WORK INSTRUCTIONS
The answer should be every line below, retyped exactly.

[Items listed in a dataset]
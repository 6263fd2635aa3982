//! Response Parsing
//!
//! The tool's JSON envelope is not stable across versions, so raw output is
//! run through a chain of shape decoders in fixed priority order. A failure
//! in one decoder never prevents the next from being tried, and total
//! failure degrades to "no diagnostics" rather than an error.

pub mod shapes;

use serde_json::Value;

use crate::diagnostics::DiagnosticGroup;
use crate::invoke::RawToolOutput;
use shapes::{FlatResponse, NestedPayload, NestedResponse, ProtoResponse, WireGroup};

/// Parse one invocation's raw output into normalized diagnostic groups.
///
/// Empty stdout means the tool found nothing to report. Output that decodes
/// as none of the known shapes is logged and treated the same way.
pub fn parse_response(raw: &RawToolOutput, requested_uri: &str) -> Vec<DiagnosticGroup> {
    let stdout = raw.stdout.trim();
    if stdout.is_empty() {
        return Vec::new();
    }

    let value: Value = match serde_json::from_str(stdout) {
        Ok(value) => value,
        Err(err) => {
            log::warn!("tool output is not valid JSON: {err}");
            return Vec::new();
        }
    };

    let decoders: [(&str, DecodeFn); 3] = [
        ("flat-list", decode_flat_list),
        ("nested-error", decode_nested_error),
        ("proto-envelope", decode_proto_envelope),
    ];

    for (name, decode) in decoders {
        match decode(&value, requested_uri) {
            Ok(groups) => return groups,
            Err(err) => log::debug!("response is not the {name} shape: {err}"),
        }
    }

    log::warn!("tool output matched no known response shape");
    Vec::new()
}

type DecodeFn = fn(&Value, &str) -> Result<Vec<DiagnosticGroup>, serde_json::Error>;

/// `{"errors": [...]}` — entries carry no file attribution, so the whole
/// list is scoped to the document that was linted.
fn decode_flat_list(
    value: &Value,
    requested_uri: &str,
) -> Result<Vec<DiagnosticGroup>, serde_json::Error> {
    let response: FlatResponse = serde_json::from_value(value.clone())?;
    let diagnostics = response
        .errors
        .into_iter()
        .map(shapes::FlatEntry::into_record)
        .collect();
    Ok(vec![DiagnosticGroup {
        uri: requested_uri.to_string(),
        diagnostics,
    }])
}

/// `{"error": "<json string>"}` — the payload is a second JSON document
/// whose `lsp.diagnostics` holds per-file groups.
fn decode_nested_error(
    value: &Value,
    _requested_uri: &str,
) -> Result<Vec<DiagnosticGroup>, serde_json::Error> {
    let response: NestedResponse = serde_json::from_value(value.clone())?;
    let payload: NestedPayload = serde_json::from_str(&response.error)?;
    Ok(payload
        .lsp
        .diagnostics
        .into_iter()
        .map(WireGroup::into_group)
        .collect())
}

/// `{"lsp_proto": {"diagnostics": [...]}}` — like the nested shape but with
/// LSP numeric severities.
fn decode_proto_envelope(
    value: &Value,
    _requested_uri: &str,
) -> Result<Vec<DiagnosticGroup>, serde_json::Error> {
    let response: ProtoResponse = serde_json::from_value(value.clone())?;
    Ok(response
        .lsp_proto
        .diagnostics
        .into_iter()
        .map(WireGroup::into_group)
        .collect())
}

REPLY
repository 6263fd2635aa3982
//! Response Parsing
//!
//! The tool's JSON envelope is not stable across versions, so raw output is
//! run through a chain of shape decoders in fixed priority order. A failure
//! in one decoder never prevents the next from being tried, and total
//! failure degrades to "no diagnostics" rather than an error.

pub mod shapes;

use serde_json::Value;

use crate::diagnostics::DiagnosticGroup;
use crate::invoke::RawToolOutput;
use shapes::{FlatResponse, NestedPayload, NestedResponse, ProtoResponse, WireGroup};

/// Parse one invocation's raw output into normalized diagnostic groups.
///
/// Empty stdout means the tool found nothing to report. Output that decodes
/// as none of the known shapes is logged and treated the same way.
pub fn parse_response(raw: &RawToolOutput, requested_uri: &str) -> Vec<DiagnosticGroup> {
    let stdout = raw.stdout.trim();
    if stdout.is_empty() {
        return Vec::new();
    }

    let value: Value = match serde_json::from_str(stdout) {
        Ok(value) => value,
        Err(err) => {
            log::warn!("tool output is not valid JSON: {err}");
            return Vec::new();
        }
    };

    let decoders: [(&str, DecodeFn); 3] = [
        ("flat-list", decode_flat_list),
        ("nested-error", decode_nested_error),
        ("proto-envelope", decode_proto_envelope),
    ];

    for (name, decode) in decoders {
        match decode(&value, requested_uri) {
            Ok(groups) => return groups,
            Err(err) => log::debug!("response is not the {name} shape: {err}"),
        }
    }

    log::warn!("tool output matched no known response shape");
    Vec::new()
}

type DecodeFn = fn(&Value, &str) -> Result<Vec<DiagnosticGroup>, serde_json::Error>;

/// `{"errors": [...]}` — entries carry no file attribution, so the whole
/// list is scoped to the document that was linted.
fn decode_flat_list(
    value: &Value,
    requested_uri: &str,
) -> Result<Vec<DiagnosticGroup>, serde_json::Error> {
    let response: FlatResponse = serde_json::from_value(value.clone())?;
    let diagnostics = response
        .errors
        .into_iter()
        .map(shapes::FlatEntry::into_record)
        .collect();
    Ok(vec![DiagnosticGroup {
        uri: requested_uri.to_string(),
        diagnostics,
    }])
}

/// `{"error": "<json string>"}` — the payload is a second JSON document
/// whose `lsp.diagnostics` holds per-file groups.
fn decode_nested_error(
    value: &Value,
    _requested_uri: &str,
) -> Result<Vec<DiagnosticGroup>, serde_json::Error> {
    let response: NestedResponse = serde_json::from_value(value.clone())?;
    let payload: NestedPayload = serde_json::from_str(&response.error)?;
    Ok(payload
        .lsp
        .diagnostics
        .into_iter()
        .map(WireGroup::into_group)
        .collect())
}

/// `{"lsp_proto": {"diagnostics": [...]}}` — like the nested shape but with
/// LSP numeric severities.
fn decode_proto_envelope(
    value: &Value,
    _requested_uri: &str,
) -> Result<Vec<DiagnosticGroup>, serde_json::Error> {
    let response: ProtoResponse = serde_json::from_value(value.clone())?;
    Ok(response
        .lsp_proto
        .diagnostics
        .into_iter()
        .map(WireGroup::into_group)
        .collect())
}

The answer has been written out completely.